The core products that customers can purchase from the Power Platform today are: Power Apps, Power Automate, Power BI, Power Pages, Microsoft Copilot Studio. What is notably missing from the commercial offering is that there is no "Power Platform Plan" that you could buy to get the full suite. Unlike Microsoft 365, the products in Power Platform need to be individually licensed to unlock all the low-code capabilities.
The connecting fabric in the Microsoft cloud
The number of individual systems and apps that an information worker may interact with during the course of the day just keeps on growing. Microsoft acknowledges the challenges that come with this and has introduced Power Platform as a layer that can bring business data together across many systems.
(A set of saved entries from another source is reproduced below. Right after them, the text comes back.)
//! Token definitions for the grammar DSL
//!
//! The DSL is tokenized entirely by logos. Whitespace and `#` line comments
//! are skipped; every statement is introduced by a keyword, so newlines carry
//! no meaning.

use logos::Logos;

/// All tokens of the grammar DSL
#[derive(Logos, Debug, Clone, PartialEq, Eq, Hash)]
#[logos(skip r"[ \t\r\n]+")]
#[logos(skip r"#[^\n]*")]
pub enum Token {
    #[token("grammar")]
    Grammar,
    #[token("start")]
    Start,
    #[token("token")]
    TokenKw,
    #[token("skip")]
    Skip,
    #[token("external")]
    External,
    #[token("rule")]
    Rule,
    #[token("hidden")]
    Hidden,
    #[token("inline")]
    Inline,
    #[token("prec")]
    Prec,
    #[token("left")]
    Left,
    #[token("right")]
    Right,
    #[token("nonassoc")]
    Nonassoc,
    #[token("glr")]
    Glr,

    #[token("=")]
    Eq,
    #[token("|")]
    Pipe,
    #[token("(")]
    LParen,
    #[token(")")]
    RParen,
    #[token("*")]
    Star,
    #[token("+")]
    Plus,
    #[token("?")]
    Question,

    #[regex(r"[A-Za-z_][A-Za-z0-9_]*", |lex| lex.slice().to_owned())]
    Ident(String),

    #[regex(r"[0-9]+", |lex| lex.slice().parse::<u32>().ok())]
    Int(u32),

    // "quoted string" with backslash escapes
    #[regex(r#""(\\.|[^"\\])*""#, unquote_literal)]
    Literal(String),

    // /regex pattern/; only \/ is translated, other escapes are kept for the
    // regex engine
    #[regex(r"/(\\.|[^/\\])+/", unquote_pattern)]
    Pattern(String),
}

fn unquote_literal(lex: &mut logos::Lexer<Token>) -> String {
    let slice = lex.slice();
    let inner = &slice[1..slice.len() - 1];
    let mut out = String::with_capacity(inner.len());
    let mut chars = inner.chars();
    while let Some(c) = chars.next() {
        if c == '\\' {
            match chars.next() {
                Some('n') => out.push('\n'),
                Some('t') => out.push('\t'),
                Some('r') => out.push('\r'),
                Some('0') => out.push('\0'),
                Some(other) => out.push(other),
                None => {}
            }
        } else {
            out.push(c);
        }
    }
    out
}

fn unquote_pattern(lex: &mut logos::Lexer<Token>) -> String {
    let slice = lex.slice();
    let inner = &slice[1..slice.len() - 1];
    inner.replace("\\/", "/")
}

/// Tokenize DSL source, pairing each token with its byte range.
///
/// Returns the offset of the first unreadable character on failure.
pub fn tokenize(source: &str) -> Result<Vec<(Token, std::ops::Range<usize>)>, usize> {
    let mut lexer = Token::lexer(source);
    let mut tokens = Vec::new();
    while let Some(result) = lexer.next() {
        match result {
            Ok(token) => tokens.push((token, lexer.span())),
            Err(()) => return Err(lexer.span().start),
        }
    }
    Ok(tokens)
}

#[cfg(test)]
mod tests {
    use super::*;

    fn kinds(source: &str) -> Vec<Token> {
        tokenize(source).unwrap().into_iter().map(|(t, _)| t).collect()
    }

    #[test]
    fn test_keywords_and_idents() {
        assert_eq!(
            kinds("rule document = element"),
            vec![
                Token::Rule,
                Token::Ident("document".to_string()),
                Token::Eq,
                Token::Ident("element".to_string()),
            ]
        );
    }

    #[test]
    fn test_keyword_prefix_stays_ident() {
        assert_eq!(kinds("rules"), vec![Token::Ident("rules".to_string())]);
        assert_eq!(kinds("tokens"), vec![Token::Ident("tokens".to_string())]);
    }

    #[test]
    fn test_string_literal_escapes() {
        assert_eq!(
            kinds(r#"token nl = "\n""#),
            vec![
                Token::TokenKw,
                Token::Ident("nl".to_string()),
                Token::Eq,
                Token::Literal("\n".to_string()),
            ]
        );
    }

    #[test]
    fn test_pattern_keeps_regex_escapes() {
        let tokens = kinds(r"token name = /[a-z\d]+/");
        assert_eq!(tokens[3], Token::Pattern(r"[a-z\d]+".to_string()));
    }

    #[test]
    fn test_pattern_escaped_slash() {
        let tokens = kinds(r"token path = /a\/b/");
        assert_eq!(tokens[3], Token::Pattern("a/b".to_string()));
    }

    #[test]
    fn test_comments_are_skipped() {
        assert_eq!(
            kinds("# heading\nglr # trailing"),
            vec![Token::Glr]
        );
    }

    #[test]
    fn test_unreadable_character_reports_offset() {
        assert_eq!(tokenize("rule a = @"), Err(9));
    }
}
Furthermore, it can automate many steps of a process normally conducted by the user.
There are over a thousand readymade connectors available in Power Platform today. These naturally cover common MS office tools like Teams, Outlook, SharePoint, Excel, Forms and so on. All business applications from the Dynamics 365 suite of CRM & ERP apps are tightly integrated. Azure services, DevOps, Entra ID, Microsoft Search - you can expect to see all major products to have low-code solution support built in.
At the same time, the vast majority of the connectors are for non-Microsoft services. Salesforce, Jira, ServiceNow, SAP, Adobe - the connector ecosystem covers the major players in the enterprise software field. What about if the SaaS app you're using isn't listed? Custom Connectors can be easily configured to expose any modern REST API as a service that low-code app & automation makers can then leverage via the graphical UI.
What do people build on the Power Platform?
The quickest way to get started in building Power Platform apps and automations is by exploring the many templates and sample apps available in the Maker portals. Personal productivity solutions that aim to automate or simplify a recurring activity may simply be adapted from these. A mobile app to track issues observed while on-site. A workflow that captures incoming form submissions, asks for manager approval, then forwards the details to a service provider.
On the other end of the spectrum we have large line-of-business applications deployed across a global enterprise organization.
A platform for all makers
The early adopters of no-code/low-code tools are often the tech savvy business users who are looking to solve problems in their own work.